This is one of the required directives. It has one argument: the name of your format. This will also become the name of your resulting class.
#FORMATNAME MyFileFormat
This is the other required directive. It also has one argument: the name in which your class will exist. Note: this directive will be ignored in cases where the target language does not support or require namespaces.
#NAMESPACE MyProgram
This is required if you are using char or string types. This defines the encoding format for characters and strings. There are five possible values:
- utf7
- utf8
- unicode
- utf32
- ascii
The value unicode is the 16-bit Unicode format. If you're unsure what to use, it is recommended that you use utf8.
#ENCODING utf8
This defines a constant value that is placed at a specified location in the file. When using the #MAGICNUMBER directive, you define the type and its value.
At this time, the only types allowed are single basic data types. Compound types and arrays are not allowed. The syntax is as follows:
#MAGICNUMBER type value
To assign which element is a magic number, use the compare operator (::) followed by the constant keyword MAGICNUMBER. For example:
#MAGICNUMBER string magic
string $magic :: MAGICNUMBER
This allows you to define custom constants. This directive works similarly to #MAGICNUMBER except that constants have user-defined names.
#CONST type name value
This allows you to include referenced namespaces.
#INCLUDE namespace
You may need to use this if you're using the Trees structure.
There is only one operator: the compare operator.
The compare operator, represented by two colons, ::, allows a comparison or assignment before the file element and another value. The other value can be a constant, the value of another file element, or the value of a #CONST directive.
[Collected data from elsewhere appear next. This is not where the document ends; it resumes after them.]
/// Starter companions for well-known items, shown before any purchase
/// history has accumulated.
const STATIC_RECOMMENDATIONS: &[(&str, &[&str])] = &[
    ("דגני בוקר", &["חלב", "קערות חד פעמיות"]),
    ("פסטה", &["רוטב עגבניות", "גבינה צהובה"]),
    ("לחם", &["חמאה", "גבינה צהובה", "ממרח שוקולד"]),
    ("בשר טחון", &["אורז", "רוטב עגבניות", "בצל"]),
    ("קפה", &["חלב", "סוכר", "עוגיות"]),
    ("ביצים", &["לחם", "גבינה צהובה", "ירקות"]),
    ("עגבניות", &["מלפפונים", "בצל", "שמן זית"]),
];

pub(crate) fn static_companions(item: &str) -> &'static [&'static str] {
    STATIC_RECOMMENDATIONS
        .iter()
        .find(|(anchor, _)| *anchor == item)
        .map(|(_, companions)| *companions)
        .unwrap_or(&[])
}

#[cfg(test)]
mod tests {
    use super::static_companions;

    #[test]
    fn known_anchor_has_companions() {
        assert_eq!(static_companions("פסטה"), &["רוטב עגבניות", "גבינה צהובה"]);
    }

    #[test]
    fn unknown_anchor_has_none() {
        assert!(static_companions("אבטיח").is_empty());
    }
}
When reading a file, the compare operator will force a comparison between the value of the element on the left side of the operator and the value on the right. If the two values do not match, an exception is thrown by the class. When writing a file, the compare operator acts as an assign operator, and the value on the right will be assigned to the element on the left.
Constant keywords are keywords that have a predefined value and can be used with a compare operator. There is only one predefined constant keyword available: MAGICNUMBER.
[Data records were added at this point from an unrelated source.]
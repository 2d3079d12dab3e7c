use thiserror::Error;

#[derive(Clone, Debug, Error, PartialEq, Eq)]
pub enum DomainError {
    #[error("invalid item record: {reason}")]
    InvalidItemRecord { reason: String },
}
The MAGICNUMBER constant becomes available when the #MAGICNUMBER directive is used. MAGICNUMBER is the value defined by that constant.
Comments work the same way in FileFormat as they do in C-style languages. Double forward slashes (//) create single-line comments, and a comment that begins with /* and ends with */ is a multi-line comment.
// This is a single line comment.
/* This is a
multi-line comment */
/* This is a multi-line comment written on one line. */